Microsoft, once viewed as the early winner after backing OpenAI, is now being questioned. Its shares and Meta’s have both fallen more than 6% over the past three months of 2025. 

Amazon, helped by its November deal with OpenAI, edged up 5.1%, while Alphabet’s stock climbed nearly 29%, driven by strong feedback on Google’s Gemini 3 model and its deal to power Apple’s revamped Siri.

Alphabet has the upper hand in the AI race as investors recognize that proprietary ecosystems, such as Apple and Search in Google, are tough to penetrate,” said David Wagner, head of equities at Aptus Capital Advisors. “Like in the internet boom, the first-mover advantage doesn’t always win the marathon.”

Microsoft and Meta will report their earnings on Wednesday, with other Big Tech companies like Alphabet and Amazon following next week.

Forecasts note Google Cloud growth picked up to about 35% in the last quarter of 2025, while Microsoft’s Azure is expected to slow slightly to 38.8%. Amazon Web Services is seen growing just over 21%, still modest by historical standards.

The concern is whether companies using this technology are actually seeing benefits. A recent PwC survey of 4,454 chief executives found that more than half reported no revenue gains or cost savings from their investments so far.

For this not to be a bubble by definition, it requires that the benefits of this are much more evenly spread,” Microsoft chief executive Satya Nadella said at Davos.

Microsoft’s own challenges are increasing. Analysts at Morgan Stanley describe sentiment around the company as a “wall of worry,” noting stronger competition in cloud services and its reliance on OpenAI, where it holds a 27% stake. 

The company has also warned that shortages in AI capacity will last until at least June, while high memory chip prices are weighing on the wider PC market, a key part of its Windows and Xbox business. 

Revenue growth for the quarter is expected to slow to about 15.3%, the weakest in three quarters.

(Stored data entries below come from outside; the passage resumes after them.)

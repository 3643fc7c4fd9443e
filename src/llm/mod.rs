pub mod anthropic;
pub mod models;

use std::sync::Arc;

use async_trait::async_trait;
use thiserror::Error;
use tokio::sync::mpsc::Sender;

use anthropic::AnthropicProvider;
use models::{ChatOptions, Message};

pub const ANTHROPIC_API_BASE: &str = "https://api.anthropic.com";
pub const DEFAULT_MODEL: &str = "claude-sonnet-4-5-20250929";
pub const DEFAULT_MAX_TOKENS: u32 = 4096;

#[derive(Debug, Error)]
pub enum LlmError {
    #[error("Network Error: {0}")]
    Network(String),
    #[error("API Error: {0}")]
    Api(String),
    #[error("Rate Limited")]
    RateLimited,
}

#[async_trait]
pub trait LlmProvider: Send + Sync {
    fn name(&self) -> &str;

    /// Stream generated text fragments into `tx` until the provider is done.
    /// Returning `Ok(())` means the stream ended normally; the receiver side
    /// going away is not an error.
    async fn chat_streaming(
        &self,
        messages: &[Message],
        options: ChatOptions,
        tx: Sender<String>,
    ) -> Result<(), LlmError>;
}

/// Builds a provider around an API key looked up at call time, since the key
/// lives in the settings store and can change while the server runs.
pub trait ProviderFactory: Send + Sync {
    fn create(&self, api_key: String) -> Arc<dyn LlmProvider>;
}

pub struct AnthropicFactory;

impl ProviderFactory for AnthropicFactory {
    fn create(&self, api_key: String) -> Arc<dyn LlmProvider> {
        Arc::new(AnthropicProvider::new(
            api_key,
            ANTHROPIC_API_BASE.to_string(),
            DEFAULT_MODEL.to_string(),
        ))
    }
}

Alphabet, by contrast, is benefiting from tighter links between AI and its core search business, alongside a steadier advertising market. It is also opening new ground by supplying its Tensor Processing Units to Anthropic, a move worth tens of billions of dollars and a break from its long-standing policy of keeping those chips for internal use.

Stronger ad targeting and recommendations are expected to lift Meta’s revenue by more than 20%, but heavy spending on elite AI hires is set to drag profits to their lowest level in almost three years. 

Meanwhile, growth in Amazon’s North American retail arm is slowing, but AWS is showing gradual improvement, helped by renewed confidence in its AI strategy.